Total oil demand won’t fare as well, OPEC said. Next year is expected to show demand jumping 7 million barrels per day to 97.7 million barrels per day. Yet the historically large increase still fails to retrace the 8.9 million barrels per day decline forecasted for 2020.
Demand for gasoline, diesel, and other oil products are projected to recover by a record amount, OPEC said. However, “efficiency gains, including teleworking and teleconferencing, may cap oil demand gains in 2021 to remain below pre-crisis levels of 2019,” the group added.
Oil prices have largely stabilised near $US40 per barrel after plummeting in April. West Texas Intermediate crude futures briefly slid to negative prices that month as storage options dried up and stifled demand failed to address a supply glut. Brent crude, oil’s international benchmark, plummeted but remained at positive levels.
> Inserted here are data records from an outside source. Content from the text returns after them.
use std::time::Duration;

use brew_hardware::{InMemoryFlowStore, SimParams, SimulatedScale, SimulatedValve};
use brew_traits::{Clock, Direction, FlowSample, FlowStore, ManualClock, Scale, Valve};
use rstest::rstest;

// Settle the plant at a fixed opening and check the stored rate matches the
// steady-state flow for that opening.
#[rstest]
#[case(50)]
#[case(100)]
#[case(199)]
fn stored_rate_tracks_valve_opening(#[case] position: u32) {
    let clock = ManualClock::new();
    let mut valve = SimulatedValve::new(0);
    valve.step(Direction::Forward, position).unwrap();
    let mut scale = SimulatedScale::new(clock.clone(), valve.handle(), SimParams::default());
    let mut store = InMemoryFlowStore::default();

    for _ in 0..1200 {
        let w = scale.read_weight().unwrap();
        store.write(FlowSample::new(clock.utc_now(), w)).unwrap();
        clock.sleep(Duration::from_millis(500));
    }

    let rate = store
        .query_rate(Duration::from_secs(60), clock.utc_now())
        .unwrap()
        .unwrap();
    let expected = 0.2 * f64::from(position) / 199.0;
    assert!((rate - expected).abs() < 1e-3, "rate {rate} expected {expected}");
}
//! Small helpers shared by the loops and the session manager.

use std::sync::{Mutex, MutexGuard, PoisonError};
use std::time::Duration;

use brew_traits::{Direction, VALVE_POSITIONS};

/// Position after moving `count` steps from `pos`, wrapping modulo one rotation.
#[inline]
pub fn wrap_position(pos: u8, direction: Direction, count: u32) -> u8 {
    let n = u32::from(VALVE_POSITIONS);
    let cur = u32::from(pos) % n;
    let delta = count % n;
    let next = match direction {
        Direction::Forward => (cur + delta) % n,
        Direction::Backward => (cur + n - delta) % n,
    };
    next as u8
}

/// Shortest move that takes the valve from `from` back to `to`.
pub fn path_to(from: u8, to: u8) -> Option<(Direction, u32)> {
    let n = u32::from(VALVE_POSITIONS);
    let fwd = (u32::from(to) + n - u32::from(from) % n) % n;
    match fwd {
        0 => None,
        d if d <= n / 2 => Some((Direction::Forward, d)),
        d => Some((Direction::Backward, n - d)),
    }
}

/// Delay before the next attempt after `failures` consecutive failures:
/// `base * 2^failures`, capped at `cap`. Zero failures gives `base`.
#[inline]
pub fn backoff_delay(base: Duration, failures: u32, cap: Duration) -> Duration {
    let factor = 1u32.checked_shl(failures.min(16)).unwrap_or(u32::MAX);
    base.saturating_mul(factor).min(cap.max(base))
}

/// Lock a mutex, carrying on with the inner value if a previous holder panicked.
#[inline]
pub(crate) fn lock<T: ?Sized>(m: &Mutex<T>) -> MutexGuard<'_, T> {
    m.lock().unwrap_or_else(PoisonError::into_inner)
}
Crude demand has since been closely monitored to see whether virus containment and economic reopenings can bolster the critical market. Producers around the world slashed production through the second quarter to help prices recover. OPEC issued record-breaking production cuts as well, but the curbs aren’t set to last.
The coalition is expected to begin rolling back its production curbs during a meeting scheduled for Wednesday. While some view such retracing as necessary to match a steady uptick in demand, others fear spiking coronavirus case counts can stop the commodity market rally in its tracks.
OPEC acknowledged the concerns in its Tuesday report, adding “the latest deteriorating developments in additional COVID-19 cases do not engender optimism going forward.” The reinstatement of lockdowns in California, Florida, and Texas stand to drag further on travel activity and overall demand. A second wave of the pandemic could damage the oil-demand recovery, OPEC said.
WTI contracts for August delivery traded at $US40.25 per barrel as of 2:40 p.m. ET. Brent crude traded at $US42.87 per barrel.